Every bill creates winners and losers. Here's who stands to gain and who bears the cost.

Who Benefits

  • Volunteer-dependent nonprofit organizations — The designation can amplify recruitment messaging and justify targeted campaigns or grant applications aimed at volunteer retention and expansion.
  • Semiquincentennial Commission and America Gives partners — The resolution reinforces existing national branding and may increase participation in America Gives tracking and outreach efforts.
  • Schools and youth programs — Service-learning and civic-education programs can leverage the national observance to expand curricula and student volunteer opportunities.
  • Corporations with CSR programs — Companies can use the federal endorsement to scale employee volunteer programs and publicize corporate-community partnerships.
  • Community emergency services (volunteer fire/EMS) — Local emergency providers who struggle to recruit may receive renewed volunteer interest or local policy support prompted by the national campaign.

Who Bears the Cost

  • State and local governments — While urged to promote volunteerism, they may face incremental budgetary and staff costs for outreach, coordination, and background-check infrastructure without federal funding.
  • Small nonprofits — Organizations asked to absorb more volunteers will incur onboarding, training, supervision, and liability-management expenses that the resolution does not underwrite.
  • Employers and corporations — Businesses encouraged to engage may face operational disruptions and administrative costs when releasing employees for volunteer time or running company-wide programs.
  • Philanthropic funders and intermediaries — Foundations or volunteer-matching platforms that step in to coordinate national efforts may need to reallocate grant dollars or staff to scale campaigns.
  • Federal agencies (informational role) — Agencies asked to highlight opportunities may need to dedicate communications resources to align messaging with the observance despite no new appropriations.

Key Issues

The Core Tension

The bill balances symbolic national mobilization against the absence of material support: it promotes a broad civic goal—reviving volunteerism at the semiquincentennial—while stopping short of providing funding or mandates, leaving the work to under-resourced nonprofits, local governments, and voluntary private-sector partners.

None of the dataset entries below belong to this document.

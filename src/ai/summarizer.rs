use std::fmt::Write as _;
use std::time::Duration;

use async_trait::async_trait;
use reqwest::Client;
use serde::{Deserialize, Serialize};

use crate::error::{AppError, Result};
use crate::models::{Article, ArticleSummary};

use super::{Summarize, SummaryContext};

const CLAUDE_API_URL: &str = "https://api.anthropic.com/v1/messages";
const ARTICLE_MODEL: &str = "claude-3-5-haiku-20241022";
const NEWSLETTER_MODEL: &str = "claude-3-5-sonnet-20241022";

const ARTICLE_CONTENT_CHARS: usize = 1500;
const EXAMPLE_SUMMARY_CHARS: usize = 100;
const NEWSLETTER_INPUT_CHARS: usize = 3000;

#[derive(Debug, Serialize)]
struct MessageRequest {
    model: String,
    max_tokens: u32,
    temperature: f32,
    messages: Vec<Message>,
    #[serde(skip_serializing_if = "Option::is_none")]
    system: Option<String>,
}

#[derive(Debug, Serialize)]
struct Message {
    role: String,
    content: String,
}

#[derive(Debug, Deserialize)]
struct MessageResponse {
    content: Vec<ContentBlock>,
}

#[derive(Debug, Deserialize)]
struct ContentBlock {
    text: Option<String>,
}

pub struct Summarizer {
    client: Client,
    api_key: String,
}

impl Summarizer {
    pub fn new(api_key: String) -> Result<Self> {
        let client = Client::builder()
            .timeout(Duration::from_secs(60))
            .build()?;
        Ok(Self { client, api_key })
    }

    async fn complete(&self, model: &str, system: Option<&str>, prompt: String) -> Result<String> {
        let request = MessageRequest {
            model: model.to_string(),
            max_tokens: 1000,
            temperature: 0.0,
            messages: vec![Message {
                role: "user".to_string(),
                content: prompt,
            }],
            system: system.map(str::to_string),
        };

        let response = self
            .client
            .post(CLAUDE_API_URL)
            .header("x-api-key", &self.api_key)
            .header("anthropic-version", "2023-06-01")
            .header("content-type", "application/json")
            .json(&request)
            .send()
            .await?;

        if !response.status().is_success() {
            let error_text = response.text().await?;
            return Err(AppError::ClaudeApi(format!("API error: {}", error_text)));
        }

        let message_response: MessageResponse = response.json().await?;

        let text = message_response
            .content
            .into_iter()
            .filter_map(|block| block.text)
            .collect::<Vec<_>>()
            .join("\n");

        Ok(text)
    }
}

#[async_trait]
impl Summarize for Summarizer {
    async fn summarize_article(
        &self,
        title: &str,
        url: &str,
        content: &str,
        context: &SummaryContext,
    ) -> Result<ArticleSummary> {
        let prompt = article_prompt(title, url, content, context);
        let system = "You summarise articles for a weekly reading list and reply with JSON only.";
        let reply = self.complete(ARTICLE_MODEL, Some(system), prompt).await?;
        parse_article_summary(&reply)
    }

    async fn summarize_newsletter(&self, articles: &[Article]) -> Result<String> {
        let reply = self
            .complete(NEWSLETTER_MODEL, None, newsletter_prompt(articles))
            .await?;
        Ok(strip_summary_tags(&reply))
    }
}

fn truncate(text: &str, max_chars: usize) -> String {
    text.chars().take(max_chars).collect()
}

pub(crate) fn article_prompt(
    title: &str,
    url: &str,
    content: &str,
    context: &SummaryContext,
) -> String {
    let mut prompt = format!(
        "Analyze the following article and provide a summary in JSON format.\n\n\
         Title: {title}\nURL: {url}\n\nContent:\n{}\n",
        truncate(content, ARTICLE_CONTENT_CHARS)
    );

    if !context.examples.is_empty() {
        prompt.push_str("\nHere are some recent articles and their interest scores for reference:\n");
        for example in &context.examples {
            let _ = write!(
                prompt,
                "\nTitle: {}\nScore: {}\nSummary: {}...\n",
                example.title,
                example.interest_score,
                truncate(&example.short_summary, EXAMPLE_SUMMARY_CHARS)
            );
        }
    }

    if !context.preferences.is_empty() {
        prompt.push_str("\nHere are some examples of article comparisons:\n");
        for preference in &context.preferences {
            let _ = write!(
                prompt,
                "\nPreferred article:\nTitle: {}\n{}...\n\nOver this article:\nTitle: {}\n{}...\n",
                preference.winner_title,
                truncate(&preference.winner_summary, EXAMPLE_SUMMARY_CHARS),
                preference.loser_title,
                truncate(&preference.loser_summary, EXAMPLE_SUMMARY_CHARS)
            );
        }
    }

    prompt.push_str(
        r#"
Base the interest score on London-based AI engineers who are technically savvy and want to focus on exciting AI developments. Keep it consistent with the example scores above.

For the summaries:
- short_summary: 2-3 sentences capturing the main points and key insights
- long_summary: 5-6 sentences covering context, key findings and implications

Reply with JSON in exactly this shape:
{
  "interest_score": <0-100>,
  "short_summary": "<2-3 sentence summary>",
  "long_summary": "<5-6 sentence summary>"
}"#,
    );
    prompt
}

pub(crate) fn newsletter_prompt(articles: &[Article]) -> String {
    let mut listing = String::new();
    for article in articles {
        let _ = write!(
            listing,
            "Title: {}\nURL: {}\nSummary: {}\n\n",
            article.title,
            article.url,
            article.long_summary_text()
        );
    }

    format!(
        r#"You are writing the opening summary for this week's reading newsletter.
<articles>
{}
</articles>

Pick the 3-5 most important and interesting articles and condense their key points into 7-10 lines.
Be factual but make it exciting; professional yet approachable, enthusiastic without being promotional.
Do not start with phrases like "In this newsletter"; dive straight into the content and refer to "this week".

Put your summary inside <summary> tags."#,
        truncate(&listing, NEWSLETTER_INPUT_CHARS)
    )
}

/// Pulls the JSON object out of a model reply, tolerating prose or code
/// fences around it.
pub fn parse_article_summary(reply: &str) -> Result<ArticleSummary> {
    let start = reply.find('{');
    let end = reply.rfind('}');
    let json = match (start, end) {
        (Some(start), Some(end)) if start < end => &reply[start..=end],
        _ => {
            return Err(AppError::ClaudeApi(format!(
                "reply contained no JSON object: {}",
                truncate(reply, 200)
            )))
        }
    };

    let summary: ArticleSummary = serde_json::from_str(json)
        .map_err(|e| AppError::ClaudeApi(format!("malformed summary JSON: {e}")))?;

    if !summary.interest_score.is_finite()
        || summary.short_summary.trim().is_empty()
        || summary.long_summary.trim().is_empty()
    {
        return Err(AppError::ClaudeApi("summary JSON had empty fields".to_string()));
    }
    Ok(summary)
}

fn strip_summary_tags(reply: &str) -> String {
    reply
        .replace("<summary>", "")
        .replace("</summary>", "")
        .trim()
        .to_string()
}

The resolution is a messaging vehicle, not a funding instrument. That creates a central implementation gap: it asks a long list of actors to act while providing no new money, reporting requirements, or programmatic authority.

The result is likely piecemeal action—some jurisdictions and private partners will seize the moment, others will not—producing uneven national impact relative to the symbolic ambition.

A second tension concerns capacity. Many of the organizations the text names as most at risk—volunteer fire/EMS, small food banks, shelters, and mentoring programs—already report stretched administrative capacity.

Increasing volunteer headcount without simultaneous investment in training, vetting, scheduling, and liability protections risks creating more management burden and potential service disruptions. Finally, the resolution leans on existing semiquincentennial infrastructure (America Gives) for tracking and promotion, but it does not resolve who will standardize metrics, verify reported hours, or fund the back-end systems necessary for large-scale national coordination.